EXERCISE BRIEF: Working from the top of the records below, reproduce each line exactly, ending once you have written the line containing "simulate_build(recipe, worker_id, schedule, options);".

RECORD EXCERPTS:
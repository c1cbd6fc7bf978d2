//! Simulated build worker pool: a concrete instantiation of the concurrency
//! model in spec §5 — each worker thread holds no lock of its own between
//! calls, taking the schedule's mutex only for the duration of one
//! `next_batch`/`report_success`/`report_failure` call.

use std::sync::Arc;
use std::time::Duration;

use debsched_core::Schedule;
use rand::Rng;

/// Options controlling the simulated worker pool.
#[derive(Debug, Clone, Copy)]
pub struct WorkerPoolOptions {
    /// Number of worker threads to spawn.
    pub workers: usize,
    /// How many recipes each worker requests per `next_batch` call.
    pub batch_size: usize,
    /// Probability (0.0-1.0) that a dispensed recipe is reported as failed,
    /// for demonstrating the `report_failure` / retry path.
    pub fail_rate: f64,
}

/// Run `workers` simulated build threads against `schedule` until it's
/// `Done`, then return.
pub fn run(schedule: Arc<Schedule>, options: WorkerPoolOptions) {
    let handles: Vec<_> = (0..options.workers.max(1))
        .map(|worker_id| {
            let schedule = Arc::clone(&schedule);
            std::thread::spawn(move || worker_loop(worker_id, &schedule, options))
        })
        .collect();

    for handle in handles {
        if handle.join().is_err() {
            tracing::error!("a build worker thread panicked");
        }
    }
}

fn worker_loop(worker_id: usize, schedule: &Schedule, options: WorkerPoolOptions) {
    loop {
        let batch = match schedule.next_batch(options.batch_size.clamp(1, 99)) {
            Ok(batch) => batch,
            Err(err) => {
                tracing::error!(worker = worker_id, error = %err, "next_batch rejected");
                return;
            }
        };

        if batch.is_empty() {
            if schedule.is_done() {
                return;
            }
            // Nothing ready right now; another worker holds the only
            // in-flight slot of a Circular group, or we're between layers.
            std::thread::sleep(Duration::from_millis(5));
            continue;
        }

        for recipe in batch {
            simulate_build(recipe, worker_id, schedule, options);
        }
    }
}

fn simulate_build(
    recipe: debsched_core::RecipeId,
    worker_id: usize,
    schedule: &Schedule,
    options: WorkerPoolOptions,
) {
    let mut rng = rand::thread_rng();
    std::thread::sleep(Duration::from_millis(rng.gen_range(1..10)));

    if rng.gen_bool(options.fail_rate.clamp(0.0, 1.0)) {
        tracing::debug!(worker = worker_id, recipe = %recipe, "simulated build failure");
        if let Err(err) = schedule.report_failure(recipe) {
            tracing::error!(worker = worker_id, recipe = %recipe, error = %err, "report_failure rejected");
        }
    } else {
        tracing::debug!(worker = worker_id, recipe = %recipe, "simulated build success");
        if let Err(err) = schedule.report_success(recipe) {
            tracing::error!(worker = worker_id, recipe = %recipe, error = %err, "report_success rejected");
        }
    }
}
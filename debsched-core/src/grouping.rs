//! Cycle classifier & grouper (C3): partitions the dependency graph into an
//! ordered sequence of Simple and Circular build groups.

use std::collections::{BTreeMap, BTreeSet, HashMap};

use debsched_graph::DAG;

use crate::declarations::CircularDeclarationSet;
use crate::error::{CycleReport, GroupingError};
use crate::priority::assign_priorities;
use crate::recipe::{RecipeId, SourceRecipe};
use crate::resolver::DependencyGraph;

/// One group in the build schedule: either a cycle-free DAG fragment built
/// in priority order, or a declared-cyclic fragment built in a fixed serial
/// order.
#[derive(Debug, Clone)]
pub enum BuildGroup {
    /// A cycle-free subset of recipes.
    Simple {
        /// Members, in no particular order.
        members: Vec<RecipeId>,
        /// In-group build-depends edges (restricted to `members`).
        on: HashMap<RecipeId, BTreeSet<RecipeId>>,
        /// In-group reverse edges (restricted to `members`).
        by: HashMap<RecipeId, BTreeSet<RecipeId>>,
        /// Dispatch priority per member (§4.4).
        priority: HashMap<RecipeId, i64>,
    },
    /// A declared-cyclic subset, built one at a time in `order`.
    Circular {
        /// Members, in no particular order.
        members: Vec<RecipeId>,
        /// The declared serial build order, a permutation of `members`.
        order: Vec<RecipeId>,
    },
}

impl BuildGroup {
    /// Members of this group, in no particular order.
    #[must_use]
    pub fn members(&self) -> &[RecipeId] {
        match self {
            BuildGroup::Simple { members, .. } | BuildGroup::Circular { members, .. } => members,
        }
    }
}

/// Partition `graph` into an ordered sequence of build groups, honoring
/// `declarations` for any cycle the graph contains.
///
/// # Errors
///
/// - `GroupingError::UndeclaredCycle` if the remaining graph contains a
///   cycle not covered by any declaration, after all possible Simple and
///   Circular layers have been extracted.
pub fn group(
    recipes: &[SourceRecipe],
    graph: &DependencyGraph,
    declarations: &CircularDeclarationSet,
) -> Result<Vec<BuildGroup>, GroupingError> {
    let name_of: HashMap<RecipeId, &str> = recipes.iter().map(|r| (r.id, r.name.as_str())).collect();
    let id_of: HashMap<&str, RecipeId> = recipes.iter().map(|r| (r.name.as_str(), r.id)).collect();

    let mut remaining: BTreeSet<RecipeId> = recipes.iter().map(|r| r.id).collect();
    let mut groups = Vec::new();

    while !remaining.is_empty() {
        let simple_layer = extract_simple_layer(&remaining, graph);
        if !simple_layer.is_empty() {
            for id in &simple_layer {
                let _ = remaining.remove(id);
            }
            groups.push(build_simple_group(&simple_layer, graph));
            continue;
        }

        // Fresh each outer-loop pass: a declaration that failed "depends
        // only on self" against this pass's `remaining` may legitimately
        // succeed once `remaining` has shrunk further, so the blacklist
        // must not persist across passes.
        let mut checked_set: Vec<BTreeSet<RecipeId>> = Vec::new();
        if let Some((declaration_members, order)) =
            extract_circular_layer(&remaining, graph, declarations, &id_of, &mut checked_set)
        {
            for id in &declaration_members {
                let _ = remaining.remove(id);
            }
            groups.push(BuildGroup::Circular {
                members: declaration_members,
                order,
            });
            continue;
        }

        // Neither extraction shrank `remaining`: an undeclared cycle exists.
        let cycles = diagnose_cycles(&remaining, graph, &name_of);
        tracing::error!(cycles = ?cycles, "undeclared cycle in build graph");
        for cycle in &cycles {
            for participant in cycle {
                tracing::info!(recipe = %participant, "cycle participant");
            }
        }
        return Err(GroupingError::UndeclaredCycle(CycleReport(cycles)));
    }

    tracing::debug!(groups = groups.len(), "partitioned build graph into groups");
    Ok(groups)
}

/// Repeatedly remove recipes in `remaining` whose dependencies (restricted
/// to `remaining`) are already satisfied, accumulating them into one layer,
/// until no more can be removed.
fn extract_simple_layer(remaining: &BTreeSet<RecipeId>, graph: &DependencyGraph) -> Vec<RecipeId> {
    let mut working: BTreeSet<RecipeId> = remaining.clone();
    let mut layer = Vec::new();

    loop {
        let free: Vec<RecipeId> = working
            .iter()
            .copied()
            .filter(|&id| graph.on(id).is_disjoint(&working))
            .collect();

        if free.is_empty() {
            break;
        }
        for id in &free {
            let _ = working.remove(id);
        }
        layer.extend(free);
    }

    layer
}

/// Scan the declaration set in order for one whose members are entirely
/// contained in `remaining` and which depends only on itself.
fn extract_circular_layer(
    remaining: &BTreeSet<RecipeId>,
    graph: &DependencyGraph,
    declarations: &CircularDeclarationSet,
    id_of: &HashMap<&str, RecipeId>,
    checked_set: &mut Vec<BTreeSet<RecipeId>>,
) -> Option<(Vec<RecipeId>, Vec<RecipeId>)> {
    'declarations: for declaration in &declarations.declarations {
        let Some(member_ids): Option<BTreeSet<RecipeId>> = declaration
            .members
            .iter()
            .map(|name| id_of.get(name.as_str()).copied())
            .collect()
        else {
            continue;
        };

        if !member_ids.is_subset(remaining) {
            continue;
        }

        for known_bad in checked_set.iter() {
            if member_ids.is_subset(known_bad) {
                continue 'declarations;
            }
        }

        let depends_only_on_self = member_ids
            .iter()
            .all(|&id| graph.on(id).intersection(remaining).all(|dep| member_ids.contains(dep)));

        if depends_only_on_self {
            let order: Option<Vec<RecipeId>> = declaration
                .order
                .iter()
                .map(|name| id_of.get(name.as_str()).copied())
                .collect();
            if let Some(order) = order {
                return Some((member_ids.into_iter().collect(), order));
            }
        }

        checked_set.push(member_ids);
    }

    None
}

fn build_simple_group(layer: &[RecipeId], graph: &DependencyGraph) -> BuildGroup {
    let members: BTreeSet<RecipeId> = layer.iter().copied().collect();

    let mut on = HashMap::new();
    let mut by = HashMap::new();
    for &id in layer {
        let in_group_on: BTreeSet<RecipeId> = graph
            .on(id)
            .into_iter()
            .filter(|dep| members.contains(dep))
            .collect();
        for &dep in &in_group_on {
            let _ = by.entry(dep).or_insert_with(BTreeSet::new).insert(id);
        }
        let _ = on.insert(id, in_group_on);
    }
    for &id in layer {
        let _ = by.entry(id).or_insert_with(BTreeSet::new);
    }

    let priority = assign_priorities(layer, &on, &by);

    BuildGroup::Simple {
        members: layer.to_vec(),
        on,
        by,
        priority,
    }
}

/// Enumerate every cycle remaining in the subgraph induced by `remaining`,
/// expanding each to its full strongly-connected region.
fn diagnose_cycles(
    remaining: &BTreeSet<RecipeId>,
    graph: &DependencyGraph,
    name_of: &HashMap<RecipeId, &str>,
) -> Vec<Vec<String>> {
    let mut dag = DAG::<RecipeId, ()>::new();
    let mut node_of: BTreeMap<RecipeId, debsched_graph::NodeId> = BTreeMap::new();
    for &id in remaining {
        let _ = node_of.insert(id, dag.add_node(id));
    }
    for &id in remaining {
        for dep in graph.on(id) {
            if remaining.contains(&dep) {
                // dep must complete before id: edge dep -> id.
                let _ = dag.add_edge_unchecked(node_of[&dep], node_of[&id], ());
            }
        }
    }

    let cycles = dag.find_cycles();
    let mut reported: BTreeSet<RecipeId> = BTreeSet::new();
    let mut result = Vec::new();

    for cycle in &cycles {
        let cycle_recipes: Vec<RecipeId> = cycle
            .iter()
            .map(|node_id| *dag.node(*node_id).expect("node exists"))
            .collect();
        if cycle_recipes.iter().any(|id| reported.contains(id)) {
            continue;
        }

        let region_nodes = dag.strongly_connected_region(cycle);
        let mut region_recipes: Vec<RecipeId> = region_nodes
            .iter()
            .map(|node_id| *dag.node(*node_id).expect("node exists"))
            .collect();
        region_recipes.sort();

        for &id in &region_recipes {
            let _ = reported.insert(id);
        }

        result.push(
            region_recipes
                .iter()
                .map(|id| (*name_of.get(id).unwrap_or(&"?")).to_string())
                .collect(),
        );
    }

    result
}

RESPONSE TO THE TASK:
repository c1cbd6fc7bf978d2
//! Simulated build worker pool: a concrete instantiation of the concurrency
//! model in spec §5 — each worker thread holds no lock of its own between
//! calls, taking the schedule's mutex only for the duration of one
//! `next_batch`/`report_success`/`report_failure` call.

use std::sync::Arc;
use std::time::Duration;

use debsched_core::Schedule;
use rand::Rng;

/// Options controlling the simulated worker pool.
#[derive(Debug, Clone, Copy)]
pub struct WorkerPoolOptions {
    /// Number of worker threads to spawn.
    pub workers: usize,
    /// How many recipes each worker requests per `next_batch` call.
    pub batch_size: usize,
    /// Probability (0.0-1.0) that a dispensed recipe is reported as failed,
    /// for demonstrating the `report_failure` / retry path.
    pub fail_rate: f64,
}

/// Run `workers` simulated build threads against `schedule` until it's
/// `Done`, then return.
pub fn run(schedule: Arc<Schedule>, options: WorkerPoolOptions) {
    let handles: Vec<_> = (0..options.workers.max(1))
        .map(|worker_id| {
            let schedule = Arc::clone(&schedule);
            std::thread::spawn(move || worker_loop(worker_id, &schedule, options))
        })
        .collect();

    for handle in handles {
        if handle.join().is_err() {
            tracing::error!("a build worker thread panicked");
        }
    }
}

fn worker_loop(worker_id: usize, schedule: &Schedule, options: WorkerPoolOptions) {
    loop {
        let batch = match schedule.next_batch(options.batch_size.clamp(1, 99)) {
            Ok(batch) => batch,
            Err(err) => {
                tracing::error!(worker = worker_id, error = %err, "next_batch rejected");
                return;
            }
        };

        if batch.is_empty() {
            if schedule.is_done() {
                return;
            }
            // Nothing ready right now; another worker holds the only
            // in-flight slot of a Circular group, or we're between layers.
            std::thread::sleep(Duration::from_millis(5));
            continue;
        }

        for recipe in batch {
            simulate_build(recipe, worker_id, schedule, options);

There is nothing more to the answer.